What is maximum cuff pressure for a tracheostomy and why?

A

20 mmHg

Higher can cause compress capillaries in trachea and cause tracheal necrosis

50
Q

What can be done to help a patient with a tracheostomy speak?

A

Cuffless tube or deflated fenestrated cuff: allows air to pass over vocal cords
Enhanced by blocking tracheostomy tube
Must be able to swallow without aspiration in order to speak with a tracheostomy tube

51
Q

What are the priorities of care for a tracheostomy?

A

Remove dried secretions and prevent build up
Reduce infection around insertion site and migration to lower airway
Prevent skin break down at stoma site
Manage secretions

52
Q

What nursing management for a patient with a tracheostomy needs to be performed during a shift?

A

Check suctioning equipment
Check when inner cannula was last cleaned
Assess sputum
Routine tracheostomy care: assessment, suctioning, exercises, inner cannula cleaning
Check emergency equipment available at bedside
Check oxygen available and functioning
Check cuff pressure
Call bell

53
Q

What do you do if a tracheostomy becomes dislodged?

A

Call for assistance or arrest immediately
Attempt to replace tube
Use obturator, smaller tube, dilators or suction catheter (gloved fingers if emergency)

54
Q

What are the indications for suctioning?

A

Inability to cough and clear secretions
Inability to maintain patent airway due to vomit, blood or sputum
Sudden respiratory distress
Secretion specimen for diagnosis

55
Q

What pre-suctioning assessment and management should be performed for a patient with a tracheostomy?

A

Respiratory assessment: auscultate for lower or upper airway obstruction, audible secretions.
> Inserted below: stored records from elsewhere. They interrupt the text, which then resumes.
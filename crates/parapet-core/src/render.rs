//! Render collaborator: runs the user code behind a route.

use std::future::Future;
use std::sync::Arc;

use futures_util::future::BoxFuture;
use futures_util::FutureExt;

use crate::context::{ApiContext, Props};
use crate::cookies::attach_cookies_to_response;
use crate::endpoint::{call_endpoint, context_for, EndpointCallResult, EndpointHandler, HandlerOutput};
use crate::environment::Environment;
use crate::error::RenderError;
use crate::middleware::{call_middleware, MiddlewareHandler, Next};
use crate::request::RouteRequest;
use crate::response::{self, Response};
use crate::route::{Params, RouteData, RouteType};

/// Inputs of a single render.
#[derive(Debug, Clone)]
pub struct RenderContext {
    pub request: RouteRequest,
    pub route: RouteData,
    pub params: Params,
    pub props: Props,
}

impl RenderContext {
    pub fn new(request: RouteRequest, route: RouteData) -> Self {
        Self {
            request,
            route,
            params: Params::new(),
            props: Props::new(),
        }
    }

    pub fn with_params(mut self, params: Params) -> Self {
        self.params = params;
        self
    }

    pub fn with_props(mut self, props: Props) -> Self {
        self.props = props;
        self
    }
}

/// Page renderer: produces the page's markup response.
pub type PageHandler =
    Arc<dyn Fn(ApiContext) -> BoxFuture<'static, Result<Response, RenderError>> + Send + Sync>;

/// Wrap an async closure as a [`PageHandler`].
pub fn page_fn<F, Fut>(f: F) -> PageHandler
where
    F: Fn(ApiContext) -> Fut + Send + Sync + 'static,
    Fut: Future<Output = Result<Response, RenderError>> + Send + 'static,
{
    Arc::new(move |ctx| f(ctx).boxed())
}

/// Loaded module behind a route.
#[derive(Clone)]
pub enum ComponentInstance {
    Page(PageHandler),
    Endpoint(EndpointHandler),
}

impl ComponentInstance {
    pub fn kind(&self) -> &'static str {
        match self {
            ComponentInstance::Page(_) => "page",
            ComponentInstance::Endpoint(_) => "endpoint",
        }
    }
}

impl std::fmt::Debug for ComponentInstance {
    fn fmt(&self, f: &mut std::fmt::Formatter<'_>) -> std::fmt::Result {
        f.debug_tuple("ComponentInstance").field(&self.kind()).finish()
    }
}

/// Result of [`RouteRenderer::try_render_route`].
#[derive(Debug)]
pub enum RenderOutcome {
    /// Pages and redirects.
    Response(Response),
    /// Endpoint routes.
    Endpoint(EndpointCallResult),
}

/// Turns a route and its component into a response or endpoint result.
pub trait RouteRenderer: Send + Sync {
    fn try_render_route<'a>(
        &'a self,
        ctx: &'a RenderContext,
        env: &'a Environment,
        component: &'a ComponentInstance,
        middleware: Option<&'a MiddlewareHandler>,
    ) -> BoxFuture<'a, Result<RenderOutcome, RenderError>>;
}

/// Built-in renderer for redirect, endpoint, page and fallback routes.
#[derive(Debug, Default, Clone, Copy)]
pub struct DefaultRenderer;

impl RouteRenderer for DefaultRenderer {
    fn try_render_route<'a>(
        &'a self,
        ctx: &'a RenderContext,
        env: &'a Environment,
        component: &'a ComponentInstance,
        middleware: Option<&'a MiddlewareHandler>,
    ) -> BoxFuture<'a, Result<RenderOutcome, RenderError>> {
        async move {
            match ctx.route.route_type {
                RouteType::Redirect => render_redirect(ctx).map(RenderOutcome::Response),
                RouteType::Endpoint => {
                    let ComponentInstance::Endpoint(handler) = component else {
                        return Err(mismatch(ctx, "an endpoint handler"));
                    };
                    call_endpoint(handler, env, ctx, middleware)
                        .await
                        .map(RenderOutcome::Endpoint)
                }
                RouteType::Page | RouteType::Fallback => {
                    let ComponentInstance::Page(page) = component else {
                        return Err(mismatch(ctx, "a page component"));
                    };
                    render_page(page, env, ctx, middleware)
                        .await
                        .map(RenderOutcome::Response)
                }
            }
        }
        .boxed()
    }
}

fn mismatch(ctx: &RenderContext, expected: &'static str) -> RenderError {
    RenderError::ComponentMismatch {
        route: ctx.route.route.clone(),
        expected,
    }
}

fn render_redirect(ctx: &RenderContext) -> Result<Response, RenderError> {
    let target = ctx
        .route
        .redirect
        .as_ref()
        .ok_or_else(|| mismatch(ctx, "a redirect target"))?;
    response::redirect(&target.location, target.status)
}

async fn render_page(
    page: &PageHandler,
    env: &Environment,
    ctx: &RenderContext,
    middleware: Option<&MiddlewareHandler>,
) -> Result<Response, RenderError> {
    let context = context_for(env, ctx)?;

    let mut response = match middleware {
        Some(middleware) => {
            let page = page.clone();
            let target = context.clone();
            let next = Next::new(move || {
                let rendered = page(target.clone());
                async move { rendered.await.map(HandlerOutput::Response) }
            });
            match call_middleware(middleware, context.clone(), next).await? {
                HandlerOutput::Response(response) => response,
                HandlerOutput::Payload(_) => return Err(RenderError::MiddlewareNotAResponse),
            }
        }
        None => page(context.clone()).await?,
    };

    attach_cookies_to_response(&mut response, context.cookies())?;
    Ok(response)
}
//! HTTP/1 server loop.

use std::convert::Infallible;
use std::net::SocketAddr;
use std::sync::Arc;

use bytes::Bytes;
use http::header::CONTENT_TYPE;
use http::{HeaderValue, Request, StatusCode};
use http_body_util::{BodyExt, Full};
use hyper::body::Body;
use hyper::server::conn::http1;
use hyper::service::service_fn;
use hyper_util::rt::TokioIo;
use parapet_core::RouteRequest;
use tokio::net::TcpListener;

use crate::app::App;

/// Errors that stop the server.
#[derive(Debug, thiserror::Error)]
pub enum ServerError {
    #[error("failed to bind to {addr}: {source}")]
    Bind {
        addr: SocketAddr,
        #[source]
        source: std::io::Error,
    },

    #[error("failed to read local address: {0}")]
    LocalAddr(#[source] std::io::Error),
}

/// Bind `addr` and serve `app` until the task is dropped.
pub async fn serve(app: Arc<App>, addr: SocketAddr) -> Result<(), ServerError> {
    let listener = TcpListener::bind(addr)
        .await
        .map_err(|source| ServerError::Bind { addr, source })?;
    serve_listener(app, listener).await
}

/// Serve `app` on an already bound listener.
pub async fn serve_listener(app: Arc<App>, listener: TcpListener) -> Result<(), ServerError> {
    let local = listener.local_addr().map_err(ServerError::LocalAddr)?;
    parapet_telemetry::log_listening!(
        addr = %local,
        mode = %app.pipeline().mode(),
        "listening"
    );

    loop {
        let (stream, peer) = match listener.accept().await {
            Ok(conn) => conn,
            Err(e) => {
                tracing::warn!(error = %e, "accept failed");
                continue;
            }
        };

        let app = Arc::clone(&app);
        let io = TokioIo::new(stream);

        tokio::spawn(async move {
            let service = service_fn(move |req| {
                let app = Arc::clone(&app);
                async move { Ok::<_, Infallible>(handle_http(&app, req, Some(peer)).await) }
            });

            if let Err(e) = http1::Builder::new().serve_connection(io, service).await {
                tracing::debug!(peer = %peer, error = %e, "connection error");
            }
        });
    }
}

/// Convert a hyper request, render it and convert the response back.
///
/// The peer address becomes the request's client address.
pub async fn handle_http<B>(
    app: &App,
    req: Request<B>,
    peer: Option<SocketAddr>,
) -> http::Response<Full<Bytes>>
where
    B: Body<Data = Bytes>,
    B::Error: std::fmt::Display,
{
    let (parts, body) = req.into_parts();
    let body = match body.collect().await {
        Ok(collected) => collected.to_bytes(),
        Err(e) => {
            tracing::debug!(error = %e, "failed to read request body");
            return bad_request("failed to read request body");
        }
    };

    let request = match RouteRequest::new(Request::from_parts(parts, body)) {
        Ok(request) => request,
        Err(e) => {
            tracing::debug!(error = %e, "invalid request URL");
            return bad_request("invalid request URL");
        }
    };
    if let Some(peer) = peer {
        request.set_client_address(peer.ip().to_string());
    }

    app.handle(request).await.map(Full::new)
}

fn bad_request(message: &'static str) -> http::Response<Full<Bytes>> {
    let mut response = http::Response::new(Full::new(Bytes::from_static(message.as_bytes())));
    *response.status_mut() = StatusCode::BAD_REQUEST;
    response.headers_mut().insert(
        CONTENT_TYPE,
        HeaderValue::from_static("text/plain; charset=utf-8"),
    );
    response
}

#[cfg(test)]
mod tests {
    use super::*;
    use crate::app::{ResolvedRoute, RouteResolver};
    use parapet_core::{
        endpoint_fn, ApiContext, ComponentInstance, EndpointOutput, Environment, Pipeline,
        RouteData,
    };
    use tokio::io::{AsyncReadExt, AsyncWriteExt};
    use tokio::net::TcpStream;

    struct Echo;

    impl RouteResolver for Echo {
        fn resolve(&self, _request: &RouteRequest) -> Option<ResolvedRoute> {
            Some(ResolvedRoute::new(
                RouteData::endpoint("/echo.txt"),
                ComponentInstance::Endpoint(endpoint_fn(|ctx: ApiContext| async move {
                    let body = String::from_utf8_lossy(ctx.request().body()).into_owned();
                    let address = ctx.client_address()?;
                    Ok(EndpointOutput::text(format!("{address} {body}")).into())
                })),
            ))
        }
    }

    fn app() -> App {
        App::new(Pipeline::ssr(Arc::new(Environment::basic())), Arc::new(Echo))
    }

    #[tokio::test]
    async fn tags_peer_and_collects_body() {
        let req = Request::builder()
            .method("POST")
            .uri("/echo.txt")
            .header("host", "localhost")
            .body(Full::new(Bytes::from("ping")))
            .unwrap();
        let peer: SocketAddr = "127.0.0.1:50000".parse().unwrap();

        let response = handle_http(&app(), req, Some(peer)).await;

        assert_eq!(response.status(), StatusCode::OK);
        let body = response.into_body().collect().await.unwrap().to_bytes();
        assert_eq!(body, Bytes::from("127.0.0.1 ping"));
    }

    #[tokio::test]
    async fn serves_over_tcp() {
        let listener = TcpListener::bind("127.0.0.1:0").await.unwrap();
        let addr = listener.local_addr().unwrap();
        let server = tokio::spawn(serve_listener(Arc::new(app()), listener));

        let mut stream = TcpStream::connect(addr).await.unwrap();
        stream
            .write_all(
                b"POST /echo.txt HTTP/1.1\r\nHost: localhost\r\nContent-Length: 2\r\nConnection: close\r\n\r\nhi",
            )
            .await
            .unwrap();
        let mut raw = Vec::new();
        stream.read_to_end(&mut raw).await.unwrap();
        let raw = String::from_utf8(raw).unwrap();

        assert!(raw.starts_with("HTTP/1.1 200 OK"));
        assert!(raw.to_ascii_lowercase().contains("content-type: text/plain;charset=utf-8"));
        assert!(raw.ends_with("127.0.0.1 hi"));

        server.abort();
    }
}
Coughing without clearing airway. Assess sputum colour and consistency

Obs before and after

Pre-oxygenation

56
Q

What emergency tracheostomy equipment should be kept at the bedside?

A
Tracheal dilators
Tracheostomy tube (same size as patient)
Tracheostomy tube (one size smaller than patient)
57
Q

What equipment is required to suction a tracheostomy?

A
Emergency equipment available at bedside
Suctioning apparatus and tubing
Suction catheter: half internal diameter of tracheostomy
Sterile glove
Face shield
Non-sterile gloves
Bluey
Yankauer sucker
58
Q

What are the complications of tracheostomy suctioning?

A

Hypoxia/hypoxaemia
Tissue trauma to tracheal/bronchial mucosa
Bronchoconstriction/spasm
Lower airway infection
Atelectasis
Cardiac dysrhythmias (bradycardia from vagus nerve stimulation)
Hyper or hypotension
Change sin cerebral blood flow and increased ICP

59
Q

What is the post-suctioning care for a person with a tracheostomy?

A

Return oxygen to prior setting, unless SpO2 below 95%
Respiratory assessment to evaluate intervention
Haemodynamic monitoring
ICP monitoring
Humidification device
Document: time, amount and character of secretions, and response to suctioning

60
Q

How can you prevent secretions from drying?

A

Humidification
Adequate fluid intake
Suction

61
Q

Why are dried secretions an issue?

A

Can block cannula and cause respiratory distress

62
Q

How frequently does an inner cannula need to be cleaned?